About this exercise: Produce a copy of every line in the records that holds the string "from".

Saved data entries
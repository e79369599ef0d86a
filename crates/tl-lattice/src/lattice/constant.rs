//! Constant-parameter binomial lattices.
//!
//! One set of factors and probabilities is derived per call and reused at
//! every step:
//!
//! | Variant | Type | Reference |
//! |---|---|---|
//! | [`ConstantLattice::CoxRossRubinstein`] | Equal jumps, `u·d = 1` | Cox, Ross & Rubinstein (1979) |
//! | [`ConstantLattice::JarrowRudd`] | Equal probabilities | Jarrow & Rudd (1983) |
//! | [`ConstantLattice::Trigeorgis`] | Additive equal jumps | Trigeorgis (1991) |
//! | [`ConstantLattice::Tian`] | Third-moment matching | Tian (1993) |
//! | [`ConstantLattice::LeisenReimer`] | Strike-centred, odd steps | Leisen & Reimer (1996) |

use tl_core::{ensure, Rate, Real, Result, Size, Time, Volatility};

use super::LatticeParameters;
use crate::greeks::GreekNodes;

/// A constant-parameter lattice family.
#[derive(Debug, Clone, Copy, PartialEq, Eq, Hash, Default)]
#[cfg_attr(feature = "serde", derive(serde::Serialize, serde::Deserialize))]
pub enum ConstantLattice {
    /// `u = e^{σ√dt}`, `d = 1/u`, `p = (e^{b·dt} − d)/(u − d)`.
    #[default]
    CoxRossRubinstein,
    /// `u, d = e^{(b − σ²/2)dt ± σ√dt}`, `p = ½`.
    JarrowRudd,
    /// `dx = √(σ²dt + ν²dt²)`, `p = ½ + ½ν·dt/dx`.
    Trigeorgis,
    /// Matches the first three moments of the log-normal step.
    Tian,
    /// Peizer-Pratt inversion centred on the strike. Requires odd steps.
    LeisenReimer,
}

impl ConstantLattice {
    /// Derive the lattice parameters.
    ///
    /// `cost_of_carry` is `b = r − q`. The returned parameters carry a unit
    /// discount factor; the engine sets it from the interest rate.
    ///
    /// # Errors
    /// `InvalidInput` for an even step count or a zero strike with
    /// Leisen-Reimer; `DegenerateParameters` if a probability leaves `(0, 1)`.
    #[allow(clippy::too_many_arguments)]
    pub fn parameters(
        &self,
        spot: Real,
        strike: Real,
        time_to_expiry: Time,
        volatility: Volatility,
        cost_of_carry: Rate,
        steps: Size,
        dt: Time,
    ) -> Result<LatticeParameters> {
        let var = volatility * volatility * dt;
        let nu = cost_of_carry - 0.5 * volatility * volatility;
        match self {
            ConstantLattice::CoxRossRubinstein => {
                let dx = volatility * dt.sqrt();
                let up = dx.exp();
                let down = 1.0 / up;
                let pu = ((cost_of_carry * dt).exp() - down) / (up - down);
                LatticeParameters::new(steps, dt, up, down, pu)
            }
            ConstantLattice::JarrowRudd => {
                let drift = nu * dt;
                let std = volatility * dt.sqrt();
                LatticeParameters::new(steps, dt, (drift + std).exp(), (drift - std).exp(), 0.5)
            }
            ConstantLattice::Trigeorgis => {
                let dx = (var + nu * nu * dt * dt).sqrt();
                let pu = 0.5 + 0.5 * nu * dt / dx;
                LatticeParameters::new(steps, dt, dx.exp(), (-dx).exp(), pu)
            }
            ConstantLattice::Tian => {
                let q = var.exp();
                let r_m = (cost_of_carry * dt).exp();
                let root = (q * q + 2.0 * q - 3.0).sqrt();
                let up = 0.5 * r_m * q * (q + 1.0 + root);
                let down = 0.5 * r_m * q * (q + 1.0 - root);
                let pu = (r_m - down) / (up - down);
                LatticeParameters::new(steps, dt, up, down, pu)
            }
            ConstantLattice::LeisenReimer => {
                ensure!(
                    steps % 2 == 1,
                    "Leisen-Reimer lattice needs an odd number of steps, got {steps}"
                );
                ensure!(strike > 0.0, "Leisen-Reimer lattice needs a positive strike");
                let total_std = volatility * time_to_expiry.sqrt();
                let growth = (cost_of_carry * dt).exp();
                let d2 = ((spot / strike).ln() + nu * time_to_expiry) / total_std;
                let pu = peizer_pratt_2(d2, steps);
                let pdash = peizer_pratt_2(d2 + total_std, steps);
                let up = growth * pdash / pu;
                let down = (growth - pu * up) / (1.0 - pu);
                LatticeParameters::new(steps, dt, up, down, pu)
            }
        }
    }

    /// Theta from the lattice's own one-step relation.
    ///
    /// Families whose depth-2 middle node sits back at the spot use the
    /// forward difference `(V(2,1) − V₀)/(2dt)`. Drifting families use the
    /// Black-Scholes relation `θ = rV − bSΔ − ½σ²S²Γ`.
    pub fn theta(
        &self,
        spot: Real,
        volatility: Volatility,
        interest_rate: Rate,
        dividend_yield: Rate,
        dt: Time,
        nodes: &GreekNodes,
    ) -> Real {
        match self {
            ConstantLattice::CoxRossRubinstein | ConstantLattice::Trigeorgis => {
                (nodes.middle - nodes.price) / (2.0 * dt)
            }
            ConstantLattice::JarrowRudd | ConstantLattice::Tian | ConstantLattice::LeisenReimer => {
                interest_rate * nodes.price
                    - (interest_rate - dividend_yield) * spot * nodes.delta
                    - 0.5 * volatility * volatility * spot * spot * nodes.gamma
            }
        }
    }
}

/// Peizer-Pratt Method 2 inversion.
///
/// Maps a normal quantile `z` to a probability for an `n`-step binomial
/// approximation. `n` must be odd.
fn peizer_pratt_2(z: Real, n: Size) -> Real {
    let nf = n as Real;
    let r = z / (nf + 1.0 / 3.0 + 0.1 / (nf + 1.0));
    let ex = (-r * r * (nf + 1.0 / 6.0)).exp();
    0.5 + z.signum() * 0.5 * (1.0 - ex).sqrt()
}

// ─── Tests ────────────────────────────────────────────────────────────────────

==

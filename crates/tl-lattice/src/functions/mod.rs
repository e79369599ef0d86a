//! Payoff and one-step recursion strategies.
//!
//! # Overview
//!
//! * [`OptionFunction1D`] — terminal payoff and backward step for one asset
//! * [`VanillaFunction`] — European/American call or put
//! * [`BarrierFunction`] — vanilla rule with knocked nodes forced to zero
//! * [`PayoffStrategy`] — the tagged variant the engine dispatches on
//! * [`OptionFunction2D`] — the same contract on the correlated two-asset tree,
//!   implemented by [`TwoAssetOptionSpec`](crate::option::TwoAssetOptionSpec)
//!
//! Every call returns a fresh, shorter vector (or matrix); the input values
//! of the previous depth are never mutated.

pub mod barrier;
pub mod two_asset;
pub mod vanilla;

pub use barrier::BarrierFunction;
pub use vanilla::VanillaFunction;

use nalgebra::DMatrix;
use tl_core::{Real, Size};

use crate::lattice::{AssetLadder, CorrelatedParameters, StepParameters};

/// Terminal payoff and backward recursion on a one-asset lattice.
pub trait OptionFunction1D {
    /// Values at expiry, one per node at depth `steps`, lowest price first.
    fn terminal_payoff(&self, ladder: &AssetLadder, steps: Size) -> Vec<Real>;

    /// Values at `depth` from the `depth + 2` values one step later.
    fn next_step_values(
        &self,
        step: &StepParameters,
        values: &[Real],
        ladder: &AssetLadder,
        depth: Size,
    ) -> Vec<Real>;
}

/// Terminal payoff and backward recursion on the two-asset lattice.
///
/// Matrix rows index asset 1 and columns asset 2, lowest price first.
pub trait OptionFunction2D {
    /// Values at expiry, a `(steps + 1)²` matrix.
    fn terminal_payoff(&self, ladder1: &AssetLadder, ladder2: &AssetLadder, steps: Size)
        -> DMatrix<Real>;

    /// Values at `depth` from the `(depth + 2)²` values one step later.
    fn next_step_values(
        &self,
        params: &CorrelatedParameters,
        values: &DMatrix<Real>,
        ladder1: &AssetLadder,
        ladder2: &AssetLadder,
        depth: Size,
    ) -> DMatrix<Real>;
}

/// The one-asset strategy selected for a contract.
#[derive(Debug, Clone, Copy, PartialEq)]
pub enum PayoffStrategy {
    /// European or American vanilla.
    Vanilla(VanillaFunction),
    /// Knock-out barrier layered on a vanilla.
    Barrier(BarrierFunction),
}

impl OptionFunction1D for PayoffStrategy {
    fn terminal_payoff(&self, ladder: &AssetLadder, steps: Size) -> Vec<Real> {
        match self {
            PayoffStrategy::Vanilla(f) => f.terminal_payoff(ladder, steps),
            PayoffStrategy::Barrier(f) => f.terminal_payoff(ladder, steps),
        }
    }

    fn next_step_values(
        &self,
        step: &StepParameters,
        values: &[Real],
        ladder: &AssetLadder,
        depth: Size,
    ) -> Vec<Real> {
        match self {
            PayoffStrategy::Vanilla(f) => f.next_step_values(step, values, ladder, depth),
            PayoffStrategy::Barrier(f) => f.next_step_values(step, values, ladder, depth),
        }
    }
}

...

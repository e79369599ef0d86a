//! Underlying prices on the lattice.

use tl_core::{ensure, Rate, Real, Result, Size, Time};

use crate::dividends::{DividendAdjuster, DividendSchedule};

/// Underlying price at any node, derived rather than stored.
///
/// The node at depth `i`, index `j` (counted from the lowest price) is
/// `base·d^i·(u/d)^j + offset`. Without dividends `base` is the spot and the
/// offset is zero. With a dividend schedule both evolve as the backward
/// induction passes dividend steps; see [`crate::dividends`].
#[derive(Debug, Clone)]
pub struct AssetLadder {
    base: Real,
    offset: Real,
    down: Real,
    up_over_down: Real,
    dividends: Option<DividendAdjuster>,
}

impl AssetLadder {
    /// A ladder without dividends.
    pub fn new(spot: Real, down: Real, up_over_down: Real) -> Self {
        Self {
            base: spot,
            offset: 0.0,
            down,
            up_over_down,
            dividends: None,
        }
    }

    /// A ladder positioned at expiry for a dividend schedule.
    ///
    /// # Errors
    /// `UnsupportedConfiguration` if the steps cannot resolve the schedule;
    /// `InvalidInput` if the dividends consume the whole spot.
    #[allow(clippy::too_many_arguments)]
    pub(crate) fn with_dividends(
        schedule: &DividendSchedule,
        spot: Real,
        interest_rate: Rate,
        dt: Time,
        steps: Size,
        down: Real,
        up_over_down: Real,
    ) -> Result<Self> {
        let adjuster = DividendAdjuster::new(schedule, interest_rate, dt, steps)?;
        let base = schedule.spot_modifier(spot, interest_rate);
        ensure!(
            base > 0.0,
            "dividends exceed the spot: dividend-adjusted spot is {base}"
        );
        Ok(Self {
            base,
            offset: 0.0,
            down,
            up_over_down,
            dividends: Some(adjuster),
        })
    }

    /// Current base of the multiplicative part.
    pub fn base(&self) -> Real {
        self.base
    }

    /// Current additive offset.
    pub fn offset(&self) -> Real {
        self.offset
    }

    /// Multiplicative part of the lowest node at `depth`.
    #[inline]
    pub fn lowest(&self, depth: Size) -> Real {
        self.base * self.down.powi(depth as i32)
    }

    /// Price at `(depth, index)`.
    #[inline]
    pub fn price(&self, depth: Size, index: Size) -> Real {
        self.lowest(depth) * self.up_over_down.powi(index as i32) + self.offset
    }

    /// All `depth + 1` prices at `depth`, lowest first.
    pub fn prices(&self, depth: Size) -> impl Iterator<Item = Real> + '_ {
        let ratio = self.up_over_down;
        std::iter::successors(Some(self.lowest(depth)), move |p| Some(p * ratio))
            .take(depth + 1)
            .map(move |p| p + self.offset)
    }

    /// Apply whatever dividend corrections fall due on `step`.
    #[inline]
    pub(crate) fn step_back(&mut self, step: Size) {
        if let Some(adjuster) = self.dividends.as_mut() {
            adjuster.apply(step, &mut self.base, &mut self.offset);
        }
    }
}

Task solution:
    /// discount factor; the engine sets it from the interest rate.
    /// Theta from the lattice's own one-step relation.
    /// Values at `depth` from the `depth + 2` values one step later.
    /// Values at `depth` from the `(depth + 2)²` values one step later.
/// The node at depth `i`, index `j` (counted from the lowest price) is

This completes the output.